Flux differentiation error

Honza9723 · November 8, 2020, 11:52pm

Dear All,

I am working on a solution of simple differential equation y(x) - y’(x) = 0 using neural network. I am using a two-layer softplus network for parameterization of y(x). To get y’(x), I am using simple Flux.gradient. Gradient itself works well (d𝛰.(xGrid) generate derivative at all grid points for example), however, when I put it into the loss function and run Flux.train! loop, I get following error

" Can’t differentiate foreigncall expression"

Could somebody please give me some guidance how to fix this problem?

Best,
Honza

#(B) Solve simple differential equation
#(1) Generate grid
xGrid = sort(rand(Uniform(-1,1),1,ϰ),dims=1)

#(2) Build neural network and its derivative
Ο = Flux.Chain(Dense(1,16,softplus),Dense(16,1,softplus))
𝛰(x) = Ο([x])[1]
d𝛰(x) = Flux.gradient(𝛰,x)[1]


#(3) Build loss function
function 𝕰(x)
    𝕰 = sum((𝛰.(x) .- d𝛰.(x)).^2)
    𝕭 = (𝛰(1)-1).^2
    𝕷 = 𝕰+𝕭
    return 𝕷
end

𝜣 = Flux.params(Ο)
Data = [xGrid]
opt = ADAM(0.13)

cb = () -> println(𝕰(xGrid))
@time Flux.@epochs 5000 Flux.train!(𝕰,𝜣,Data,opt,cb=cb)

Honza9723 · November 9, 2020, 12:54am

To be more specific, I would like to ask, how to take a derivative of a neural network, such that Flux is able to differentiate it again.

Edit: I tried to get around this problem by computing the derivative using ForwardDiff.
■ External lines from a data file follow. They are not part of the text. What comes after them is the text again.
impl<T: PanelTransport> Coordinator<T> {
    pub fn new(transport: T, settings: PollSettings) -> Self {
        Self::with_clock(transport, settings, Arc::new(SystemClock))
    }

    pub fn with_clock(transport: T, settings: PollSettings, clock: Arc<dyn Clock>) -> Self {
        let store = SnapshotStore::new(SystemSnapshot::empty(clock.now()));
        let (connection, _) = watch::channel(ConnectionState::Connecting);
        let (poller, _) = watch::channel(PollerState::Idle);

        Self {
            inner: Arc::new(Inner {
                transport,
                settings,
                clock,
                store,
                connection,
                poller,
                ticking: AtomicBool::new(false),
                health: Mutex::new(Health::default()),
                scopes: Mutex::new(ScopeIndex::default()),
                pending: Mutex::new(None),
                next_command_id: AtomicU64::new(1),
                refresh: Notify::new(),
                cancel: CancellationToken::new(),
                task: tokio::sync::Mutex::new(None),
            }),
        }
    }

    pub fn settings(&self) -> &PollSettings {
        &self.inner.settings
    }

    pub fn transport(&self) -> &T {
        &self.inner.transport
    }

    // ── Consumer surface ─────────────────────────────────────────

    /// The latest published snapshot. Wait-free.
    pub fn current_snapshot(&self) -> Arc<SystemSnapshot> {
        self.inner.store.current()
    }

    /// Change sets for every publish that changed something.
    pub fn subscribe(&self) -> ChangeStream {
        ChangeStream::new(self.inner.store.subscribe_changes())
    }

    pub fn subscribe_snapshots(&self) -> watch::Receiver<Arc<SystemSnapshot>> {
        self.inner.store.subscribe_snapshots()
    }

    pub fn connection_state(&self) -> watch::Receiver<ConnectionState> {
        self.inner.connection.subscribe()
    }

    pub fn poller_state(&self) -> watch::Receiver<PollerState> {
        self.inner.poller.subscribe()
    }

    /// Command path sharing this coordinator's in-flight slot.
    pub fn dispatcher(&self) -> CommandDispatcher<T> {
        CommandDispatcher::new(self.clone())
    }

    /// Shorthand for `self.dispatcher().set_arm_mode(target)`.
    pub async fn set_arm_mode(&self, target: ArmMode) -> Result<(), CommandError> {
        self.dispatcher().set_arm_mode(target).await
    }

    pub fn in_flight(&self) -> Option<InFlight> {
        command::in_flight(&self.inner.pending)
    }

    /// One unretried status fetch, outside the tick cycle. Publishes
    /// nothing; useful for checking credentials.
    pub async fn probe(&self) -> Result<PanelSnapshot, CoreError> {
        let body = self.inner.transport.fetch_status().await?;
        Ok(parse_status(&body, self.inner.clock.now())?)
    }

    /// Ask the poll loop for a tick now and lift any reduced-frequency
    /// deferral.
    pub fn refresh_now(&self) {
        lock(&self.inner.health).resume_at = None;
        self.inner.refresh.notify_one();
    }

    // ── Lifecycle ────────────────────────────────────────────────

    /// Drive ticks on `poll_interval` until [`shutdown`](Self::shutdown).
    pub async fn run(&self) {
        let inner = &*self.inner;
        let mut interval = tokio::time::interval(inner.settings.poll_interval);
        interval.set_missed_tick_behavior(MissedTickBehavior::Delay);

        loop {
            tokio::select! {
                biased;
                () = inner.cancel.cancelled() => break,
                () = inner.refresh.notified() => debug!("immediate refresh requested"),
                _ = interval.tick() => {}
            }
            tokio::select! {
                biased;
                () = inner.cancel.cancelled() => break,
                outcome = self.tick() => trace!(?outcome, "tick finished"),
            }
        }

        inner.poller.send_replace(PollerState::Idle);
        debug!("poll loop stopped");
    }

    /// Cancel in-flight work, resolve a pending command as abandoned and
    /// wait for the poll loop started by [`start`](Self::start).
    pub async fn shutdown(&self) {
        self.inner.cancel.cancel();
        command::abandon(&self.inner.pending);

        if let Some(handle) = self.inner.task.lock().await.take() {
            let _ = handle.await;
        }
        info!("coordinator stopped");
    }

    pub fn is_shut_down(&self) -> bool {
        self.inner.cancel.is_cancelled()
    }

    // ── Tick ─────────────────────────────────────────────────────

    /// Run one reconciliation step.
    ///
    /// Returns immediately with `Skipped` if another tick is running.
    pub async fn tick(&self) -> TickOutcome {
        let inner = &*self.inner;
        if inner.cancel.is_cancelled() {
            return TickOutcome::Cancelled;
        }
        let Some(_guard) = TickGuard::acquire(inner) else {
            debug!("tick already running, skipping");
            return TickOutcome::Skipped;
        };

        let started = Instant::now();
        let resume_at = lock(&inner.health).resume_at;
        if let Some(until) = resume_at.filter(|at| *at > started) {
            trace!("reduced-frequency polling, tick deferred");
            return TickOutcome::Deferred { until };
        }

        inner.poller.send_replace(PollerState::Fetching);
        let now = inner.clock.now();
        let deadline = started + inner.settings.tick_deadline;
        let max_count = inner.settings.event_fetch_count;

        let (status, inventory, events) = tokio::join!(
            self.fetch(Source::Status, deadline, move || async move {
                let body = inner.transport.fetch_status().await?;
                parse_status(&body, now).map_err(FetchError::from)
            }),
            self.fetch(Source::Inventory, deadline, move || async move {
                let body = inner.transport.fetch_devices().await?;
                parse_inventory(&body, now).map_err(FetchError::from)
            }),
            self.fetch(Source::Events, deadline, move || async move {
                let body = inner.transport.fetch_events(max_count).await?;
                parse_event_log(&body).map_err(FetchError::from)
            }),
        );

        let reports = vec![status.report(), inventory.report(), events.report()];
        if reports
            .iter()
            .any(|r| r.error == Some(FetchError::Cancelled))
        {
            return TickOutcome::Cancelled;
        }

        inner.poller.send_replace(PollerState::Merging);

        if reports
            .iter()
            .any(|r| r.error.as_ref().is_some_and(FetchError::is_auth))
        {
            return self.on_auth_failure(started, reports);
        }

        let any_secondary = inventory.result.is_ok() || events.result.is_ok();
        match status.result {
            Ok(panel) => self.publish(
                panel,
                inventory.result,
                events.result,
                now,
                started,
                reports,
            ),
            Err(e) if any_secondary => {
                warn!(error = %e, "panel status unavailable, snapshot left unchanged");
                self.record_reachable();
                inner.poller.send_replace(PollerState::Failed);
                TickOutcome::StatusUnavailable { reports }
            }
            Err(_) => self.on_full_failure(started, reports),
        }
    }

    async fn fetch<R, F, Fut>(&self, source: Source, deadline: Instant, op: F) -> Fetched<R>
    where
        F: FnMut() -> Fut,
        Fut: Future<Output = Result<R, FetchError>>,
    {
        let inner = &*self.inner;
        let attempts = AtomicU32::new(0);
        let run = retry::run(&inner.settings.retry, source, &inner.cancel, &attempts, op);
        let result = tokio::time::timeout_at(deadline, run)
            .await
            .unwrap_or(Err(FetchError::DeadlineExceeded));
        let attempts = attempts.load(Ordering::Relaxed);

        if let Err(e) = &result {
            warn!(%source, attempts, error = %e, "source fetch failed");
        }
        Fetched {
            source,
            attempts,
            result,
        }
    }

    fn publish(
        &self,
        panel: PanelSnapshot,
        inventory: Result<BTreeMap<DeviceId, DeviceRecord>, FetchError>,
        events: Result<Vec<LogEntry>, FetchError>,
        now: DateTime<Utc>,
        started: Instant,
        reports: Vec<SourceReport>,
    ) -> TickOutcome {
        let inner = &*self.inner;
        let prev = inner.store.current();

        let (devices, inventory_freshness) = match inventory {
            Ok(devices) => (devices, Freshness::Fresh),
            Err(e) => (
                prev.devices.clone(),
                prev.freshness.inventory.degrade(now, e.to_string()),
            ),
        };

        let (mut windows, events_freshness) = match events {
            Ok(entries) => {
                let zones = ZoneIndex::new(&devices);
                let batch = lock(&inner.scopes).assign(entries, &zones);
                let windows = merge_batch(
                    &prev.panel_events,
                    &prev.device_events,
                    batch,
                    inner.settings.event_capacity,
                );
                (windows, Freshness::Fresh)
            }
            Err(e) => (
                EventWindows {
                    panel: prev.panel_events.clone(),
                    devices: prev.device_events.clone(),
                },
                prev.freshness.events.degrade(now, e.to_string()),
            ),
        };

        // Unenrolled devices take their history with them. Rows still
        // scoped to one land in a window that is dropped here.
        windows.devices.retain(|id, _| devices.contains_key(id));

        let next = SystemSnapshot {
            generation: prev.generation + 1,
            panel,
            devices,
            panel_events: windows.panel,
            device_events: windows.devices,
            freshness: SourceFreshness {
                inventory: inventory_freshness,
                events: events_freshness,
            },
        };
        let (snapshot, changes) = inner.store.publish(next);
        let generation = snapshot.generation;

        self.record_reachable();
        inner
            .poller
            .send_replace(PollerState::Published { generation });
        command::observe_tick(
            &inner.pending,
            &snapshot.panel.arm_mode,
            started,
            inner.settings.convergence_ticks,
        );

        debug!(
            generation,
            arm_mode = %snapshot.panel.arm_mode,
            devices = snapshot.devices.len(),
            changed = !changes.is_empty(),
            "snapshot published"
        );
        TickOutcome::Published {
            generation,
            changed: !changes.is_empty(),
            reports,
        }
    }

    /// At least one source answered: leave reduced-frequency mode.
    fn record_reachable(&self) {
        let inner = &*self.inner;
        let recovered = {
            let mut health = lock(&inner.health);
            let recovered = health.consecutive_failures > 0;
            *health = Health::default();
            recovered
        };
        if recovered {
            info!("panel reachable again, resuming normal polling");
        }
        inner.connection.send_if_modified(|state| {
            if *state == ConnectionState::Online {
                false
            } else {
                *state = ConnectionState::Online;
                true
            }
        });
    }

    fn on_full_failure(&self, started: Instant, reports: Vec<SourceReport>) -> TickOutcome {
        let inner = &*self.inner;
        let until = started + inner.settings.degraded_interval;
        let consecutive_failures = {
            let mut health = lock(&inner.health);
            health.consecutive_failures += 1;
            health.resume_at = Some(until);
            health.consecutive_failures
        };

        let state = if consecutive_failures >= inner.settings.offline_after {
            ConnectionState::Offline {
                consecutive_failures,
            }
        } else {
            ConnectionState::Degraded {
                consecutive_failures,
            }
        };
        inner.connection.send_replace(state);
        inner.poller.send_replace(PollerState::BackingOff { until });
        warn!(
            consecutive_failures,
            retry_in = ?inner.settings.degraded_interval,
            "all panel sources failed, polling at reduced frequency"
        );

        TickOutcome::FullFailure {
            consecutive_failures,
            reports,
        }
    }

    fn on_auth_failure(&self, started: Instant, reports: Vec<SourceReport>) -> TickOutcome {
        let inner = &*self.inner;
        lock(&inner.health).resume_at = Some(started + inner.settings.degraded_interval);

        let previous = inner.connection.send_replace(ConnectionState::AuthRequired);
        if previous != ConnectionState::AuthRequired {
            error!("panel rejected credentials; check username and password");
        }
        inner.poller.send_replace(PollerState::Failed);
        TickOutcome::AuthFailed { reports }
    }
}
I computed the first derivative of neural network using ForwardDiff, and then computed second derivative using Flux.gradient on the ForwardDiff derivative as a trial. It worked without any problems. However, when I plugged the ForwardDiff derivative into the loss function (loss function itself works) and tried to optimize it using Flux.train! loop, I get following error:

TypeError: in typeassert, expected Float32, got ForwardDiff.Dual{Nothing,Float32,1}
in top-level scope at base\util.jl:175
in macro expansion at Juno\n6wyj\src\progress.jl:119
in macro expansion at Flux\Fj3bt\src\optimise\train.jl:122
in  at Flux\Fj3bt\src\optimise\train.jl:79
in #train!#12 at Flux\Fj3bt\src\optimise\train.jl:81
in macro expansion at Juno\n6wyj\src\progress.jl:119 
in macro expansion at Flux\Fj3bt\src\optimise\train.jl:92 
in update! at Flux\Fj3bt\src\optimise\train.jl:31
in update! at Flux\Fj3bt\src\optimise\train.jl:25
in apply! at Flux\Fj3bt\src\optimise\optimisers.jl:175
in materialize! at base\broadcast.jl:823
in copyto! at base\broadcast.jl:864 
in copyto! at base\broadcast.jl:909 
in macro expansion at base\simdloop.jl:77 
in macro expansion at base\broadcast.jl:910 
in setindex! at base\multidimensional.jl:545 
in setindex! at base\array.jl:828

Code

#(B) Solve simple differential equation
#(1) Generate grid
xGrid = sort(rand(Uniform(-1,1),1,ϰ),dims=1)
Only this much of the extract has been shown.